● **WORK TO COMPLETE**: Once you find the line containing "generating catalog fees" in the data below, copy it and each following line exactly, up to and including the line containing "0u16..10000u16).prop_map(|(year, month, suffix)|", and nothing else.

● **Stored items**:
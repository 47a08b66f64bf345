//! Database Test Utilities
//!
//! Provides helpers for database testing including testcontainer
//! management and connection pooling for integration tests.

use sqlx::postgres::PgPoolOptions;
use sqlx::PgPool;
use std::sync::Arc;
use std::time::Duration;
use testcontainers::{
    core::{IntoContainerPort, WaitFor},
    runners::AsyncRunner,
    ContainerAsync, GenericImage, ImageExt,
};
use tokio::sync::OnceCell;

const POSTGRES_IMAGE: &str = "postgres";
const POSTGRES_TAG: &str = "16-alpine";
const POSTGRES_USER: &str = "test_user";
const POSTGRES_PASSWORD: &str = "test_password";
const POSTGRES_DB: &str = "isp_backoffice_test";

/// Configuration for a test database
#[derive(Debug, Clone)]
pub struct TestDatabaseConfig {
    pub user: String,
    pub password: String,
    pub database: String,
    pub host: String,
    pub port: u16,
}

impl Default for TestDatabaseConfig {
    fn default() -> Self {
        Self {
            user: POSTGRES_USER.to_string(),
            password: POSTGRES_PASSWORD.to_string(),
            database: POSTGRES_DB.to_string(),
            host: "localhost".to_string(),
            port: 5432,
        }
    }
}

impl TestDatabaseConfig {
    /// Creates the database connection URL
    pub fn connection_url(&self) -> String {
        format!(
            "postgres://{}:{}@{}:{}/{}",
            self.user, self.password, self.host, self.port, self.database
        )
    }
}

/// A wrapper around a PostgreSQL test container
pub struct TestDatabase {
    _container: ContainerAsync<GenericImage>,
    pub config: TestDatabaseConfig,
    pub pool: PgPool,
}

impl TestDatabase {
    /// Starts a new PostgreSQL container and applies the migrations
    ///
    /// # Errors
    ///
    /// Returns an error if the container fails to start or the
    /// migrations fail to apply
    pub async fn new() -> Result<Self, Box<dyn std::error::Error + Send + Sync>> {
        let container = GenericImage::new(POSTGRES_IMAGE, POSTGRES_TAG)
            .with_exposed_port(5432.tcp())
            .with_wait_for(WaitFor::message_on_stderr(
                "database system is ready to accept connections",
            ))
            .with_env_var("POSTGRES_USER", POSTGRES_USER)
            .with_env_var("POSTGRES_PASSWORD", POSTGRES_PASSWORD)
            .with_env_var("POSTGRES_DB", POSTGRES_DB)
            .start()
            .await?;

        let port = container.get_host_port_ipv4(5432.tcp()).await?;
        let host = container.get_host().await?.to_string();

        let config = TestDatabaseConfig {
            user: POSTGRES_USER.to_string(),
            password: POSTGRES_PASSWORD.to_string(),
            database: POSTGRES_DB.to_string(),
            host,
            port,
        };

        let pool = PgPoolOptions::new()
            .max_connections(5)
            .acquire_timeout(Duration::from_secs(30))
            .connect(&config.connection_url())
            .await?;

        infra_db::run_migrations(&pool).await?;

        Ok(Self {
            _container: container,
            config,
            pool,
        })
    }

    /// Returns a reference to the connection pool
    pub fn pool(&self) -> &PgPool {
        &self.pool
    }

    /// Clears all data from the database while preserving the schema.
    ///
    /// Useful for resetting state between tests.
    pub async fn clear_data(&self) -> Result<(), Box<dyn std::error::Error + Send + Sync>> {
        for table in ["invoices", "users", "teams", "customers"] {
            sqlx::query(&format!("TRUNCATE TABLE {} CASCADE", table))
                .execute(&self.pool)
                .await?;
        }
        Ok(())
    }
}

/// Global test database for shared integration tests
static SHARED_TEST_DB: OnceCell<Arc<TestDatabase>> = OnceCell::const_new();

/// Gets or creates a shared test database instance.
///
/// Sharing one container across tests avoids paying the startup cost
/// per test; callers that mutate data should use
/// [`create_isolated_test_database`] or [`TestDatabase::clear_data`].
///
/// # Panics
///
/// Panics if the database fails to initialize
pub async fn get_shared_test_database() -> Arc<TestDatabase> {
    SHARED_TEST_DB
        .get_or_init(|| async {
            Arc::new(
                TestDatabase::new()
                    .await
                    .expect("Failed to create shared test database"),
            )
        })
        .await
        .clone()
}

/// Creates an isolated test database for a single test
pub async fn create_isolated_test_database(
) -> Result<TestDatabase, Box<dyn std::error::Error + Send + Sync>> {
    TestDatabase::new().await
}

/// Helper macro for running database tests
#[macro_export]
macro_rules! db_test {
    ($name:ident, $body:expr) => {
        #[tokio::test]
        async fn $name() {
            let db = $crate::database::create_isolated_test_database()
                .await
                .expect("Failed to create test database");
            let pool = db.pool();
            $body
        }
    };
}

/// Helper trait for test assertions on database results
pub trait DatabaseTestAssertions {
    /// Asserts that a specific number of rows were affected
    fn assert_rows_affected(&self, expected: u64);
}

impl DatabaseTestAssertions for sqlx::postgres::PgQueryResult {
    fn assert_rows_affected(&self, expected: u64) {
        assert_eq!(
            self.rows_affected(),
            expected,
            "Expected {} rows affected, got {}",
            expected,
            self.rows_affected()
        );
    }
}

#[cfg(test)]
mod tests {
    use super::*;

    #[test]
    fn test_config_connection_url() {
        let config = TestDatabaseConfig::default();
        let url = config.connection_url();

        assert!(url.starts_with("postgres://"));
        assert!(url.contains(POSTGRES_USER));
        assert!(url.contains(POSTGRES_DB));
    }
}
--
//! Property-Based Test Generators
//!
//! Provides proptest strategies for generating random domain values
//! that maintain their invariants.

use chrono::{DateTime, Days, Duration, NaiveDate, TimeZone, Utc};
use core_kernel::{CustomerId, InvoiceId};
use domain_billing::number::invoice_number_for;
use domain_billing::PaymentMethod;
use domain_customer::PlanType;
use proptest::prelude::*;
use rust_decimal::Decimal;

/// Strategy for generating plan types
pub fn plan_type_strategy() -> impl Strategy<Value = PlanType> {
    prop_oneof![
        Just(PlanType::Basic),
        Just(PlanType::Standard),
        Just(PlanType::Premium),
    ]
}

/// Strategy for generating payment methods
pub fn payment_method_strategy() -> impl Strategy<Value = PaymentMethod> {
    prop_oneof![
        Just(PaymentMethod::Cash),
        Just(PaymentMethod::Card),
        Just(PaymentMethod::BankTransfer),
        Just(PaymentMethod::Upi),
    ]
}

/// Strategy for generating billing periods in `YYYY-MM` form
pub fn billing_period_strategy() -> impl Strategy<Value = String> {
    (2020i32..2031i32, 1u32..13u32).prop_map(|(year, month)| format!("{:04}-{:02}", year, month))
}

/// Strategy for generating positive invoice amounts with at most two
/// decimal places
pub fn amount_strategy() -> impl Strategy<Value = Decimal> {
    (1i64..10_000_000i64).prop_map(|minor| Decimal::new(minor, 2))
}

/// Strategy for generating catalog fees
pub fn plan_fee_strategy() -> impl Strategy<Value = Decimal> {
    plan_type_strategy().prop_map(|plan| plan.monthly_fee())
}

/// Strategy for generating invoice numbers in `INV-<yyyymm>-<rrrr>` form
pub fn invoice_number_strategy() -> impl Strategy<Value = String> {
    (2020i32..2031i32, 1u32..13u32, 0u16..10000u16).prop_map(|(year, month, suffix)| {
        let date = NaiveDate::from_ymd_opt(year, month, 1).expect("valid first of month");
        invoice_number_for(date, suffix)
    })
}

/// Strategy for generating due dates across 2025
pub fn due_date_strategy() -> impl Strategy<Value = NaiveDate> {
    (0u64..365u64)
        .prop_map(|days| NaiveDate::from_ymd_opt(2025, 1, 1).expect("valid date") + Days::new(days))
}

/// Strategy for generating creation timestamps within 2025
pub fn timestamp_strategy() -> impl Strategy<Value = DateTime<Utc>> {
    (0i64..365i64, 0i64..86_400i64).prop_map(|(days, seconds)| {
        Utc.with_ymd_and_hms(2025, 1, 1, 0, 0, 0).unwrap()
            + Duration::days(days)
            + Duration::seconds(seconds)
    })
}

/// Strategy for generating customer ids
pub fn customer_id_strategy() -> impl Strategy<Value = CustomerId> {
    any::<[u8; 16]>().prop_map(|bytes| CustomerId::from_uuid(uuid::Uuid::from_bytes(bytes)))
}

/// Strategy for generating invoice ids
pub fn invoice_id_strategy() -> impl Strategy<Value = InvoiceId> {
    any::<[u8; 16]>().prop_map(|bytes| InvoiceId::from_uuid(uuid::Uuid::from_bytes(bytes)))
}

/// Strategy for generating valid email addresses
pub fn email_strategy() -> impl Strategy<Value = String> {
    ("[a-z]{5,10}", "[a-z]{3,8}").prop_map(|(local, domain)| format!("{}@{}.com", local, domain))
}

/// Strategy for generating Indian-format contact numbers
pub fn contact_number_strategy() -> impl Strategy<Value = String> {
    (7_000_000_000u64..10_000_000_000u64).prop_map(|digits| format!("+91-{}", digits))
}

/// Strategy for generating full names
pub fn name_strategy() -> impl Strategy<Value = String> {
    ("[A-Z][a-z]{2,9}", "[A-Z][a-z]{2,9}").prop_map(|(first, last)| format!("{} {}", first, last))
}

● **TASK OUTPUT**:
/// Strategy for generating catalog fees
pub fn plan_fee_strategy() -> impl Strategy<Value = Decimal> {
    plan_type_strategy().prop_map(|plan| plan.monthly_fee())
}

/// Strategy for generating invoice numbers in `INV-<yyyymm>-<rrrr>` form
pub fn invoice_number_strategy() -> impl Strategy<Value = String> {
    (2020i32..2031i32, 1u32..13u32, 0u16..10000u16).prop_map(|(year, month, suffix)| {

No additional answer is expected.